Dalam sekejap, mulut gua itu menghilang.

Bibir gadis kecil bersayap itu mulai menunjukkan perubahan; terangkat sedikit. Jelas sekali dia menikmati kepanikan Ice dan Lionel. "Cepat sekali sudah pergi?" tanyanya dengan suara manis yang sama sekali tidak cocok untuk ekspresi aku-senang-menyiksamu di wajahnya.

"Jangan bermain-main, Elsie." Peri es yang paling tinggi bersuara, dingin dan menusuk. Sungguh, Ice bisa merasakan udara dingin menubruknya.

"Sekali saja, Kakak."

"Aku tidak peduli. Langsung bunuh saja mereka." Peri kedua, dengan wajah paling datar dan rambut tersanggul berantakan berjalan menjauh.

"Altea."

"Maaf, Kak." Ekspresinya tidak berubah saat berbalik dan kembali mendekati mereka.

Ice punya perasaan bahwa pedangnya tidak akan membantu banyak, tapi tidak ada senjata lain yang dapat dia gunakan. Panah tidak akan berguna menghadapi tiga orang dengan jarak sangat dekat di depan mereka ini.

Matanya sekilas bertemu dengan Lionel, yang terlihat sama cemasnya.

Aura membunuh dari tiga peri ini sepertinya tidak akan mungkin menghilang. Yang berarti, kematian mereka sudah terjamin. Ice menelan ludah. Sedikit lagi mencapai puncak gunung, apa iya mereka harus mati di tangan tiga peri?

"Langsung bunuh mereka, Elsie." Peri tertinggi yang sepertinya juga tertua itu memerintah, dan langsung dituruti si gadis peri kecil dengan senang hati.

Ice mendorong Lionel, berguling saat sesuatu diarahkan pada mereka. Sihir, tebaknya. Ada perasaan familiar dalam hatinya saat semburan sihir itu nyaris mengenainya, tapi Ice tidak tahu apa.

Mereka menghindari sihir itu dengan jarak yang sangat tipis. Tidak ada kesempatan untuk menyerang sama sekali, tapi mereka berhasil menghindari sebagian besar serangan. Elsie, si peri kecil, mulai terlihat terganggu. Ice menggigit bibir. Mungkin mereka bisa terus menghindari serangan hingga Ice mendapatkan ide.

Tapi semakin lama, semua hanya berujung pada Elsie yang semakin frustasi. Altea, peri dengan wajah paling datar itu, sudah terlihat makin bosan. Sementara si peri tertua yang Ice tidak tahu namanya hanya menyaksikan dengan sebelah alis terangkat.

Akhirnya si peri tertinggi menghela napas. "Cukup, Elsie. Biar aku saja."

"Tapi, kakak-"

"Elsie."

Peri es paling muda itu langsung terdiam.

Si peri tertua mendekati mereka yang terdesak. Punggung Ice dan Lionel sudah menubruk dinding yang sebelumnya adalah mulut gua itu. Tangan si peri tertua terangkat, dan Ice memejamkan mata. Benarkan semuanya akan berakhir sekarang?
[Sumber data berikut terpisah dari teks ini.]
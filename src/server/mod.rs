//! HTTP front end
//!
//! - `POST /check?url=...`   network timing of the URL
//! - `POST /analyze?url=...` full report: timing, vitals, link health

pub mod handlers;

use axum::Router;
use axum::routing::post;
use std::sync::Arc;
use tower_http::catch_panic::CatchPanicLayer;
use tower_http::trace::TraceLayer;

use crate::config::AnalyzerConfig;

/// Shared state handed to every handler
#[derive(Debug, Clone)]
pub struct AppState {
    pub config: Arc<AnalyzerConfig>,
}

impl AppState {
    #[must_use]
    pub fn new(config: AnalyzerConfig) -> Self {
        Self {
            config: Arc::new(config),
        }
    }
}

/// Build the application router
pub fn build_router(state: AppState) -> Router {
    Router::new()
        .route("/check", post(handlers::check_url))
        .route("/analyze", post(handlers::analyze_url))
        .layer(CatchPanicLayer::new())
        .layer(TraceLayer::new_for_http())
        .with_state(state)
}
Ice tidak merasakan apa-apa saat semburan sihir dari peri tertua itu mengenainya. Apa yang terjadi? Inikah rasanya kematian?

Gadis itu membuka kedua matanya, dan merasakan tangannya sudah ditarik oleh Lionel melewati mulut gua yang telah muncul kembali.

Ice melebarkan mata, terkejut. Entah apa alasannya, peri itu tidak jadi menyerangnya dan justru... mengaduh? Ice tidak sempat menoleh lagi ke belakang. Mereka berlari, mendaki dan terus memanjat. Tapi anehnya, Ice tidak bisa berjalan lebih cepat. Tidak bisa. Langkahnya terseok-seok, dan perasaan familiar muncul di dadanya.

Kakinya... Kakinya kembali lagi seperti semula.

Apa yang terjadi? Pengaruh ramuan itu—sudah berakhir?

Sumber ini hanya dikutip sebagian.